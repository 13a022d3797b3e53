use log::Level;
use serde_json::Value;

/// Emit a structured event through the `log` facade. `module` becomes the log
/// target so filters such as `RUST_LOG=llm.executor=debug` apply per area.
pub fn log_event(
    level: Level,
    code: Option<&str>,
    module: &str,
    message: &str,
    explain: Option<&str>,
    data: Option<Value>,
) {
    if !log::log_enabled!(target: module, level) {
        return;
    }
    let code = code.unwrap_or("-");
    let explain = explain.map(|e| format!(" ({e})")).unwrap_or_default();
    let data = data.map(|v| format!(" {v}")).unwrap_or_default();
    log::log!(target: module, level, "[{code}] {message}{explain}{data}");
}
--
== Task ==
The answer is to be a bare number, showing how many lines of the records contain "module".

== Solution for this exercise ==
4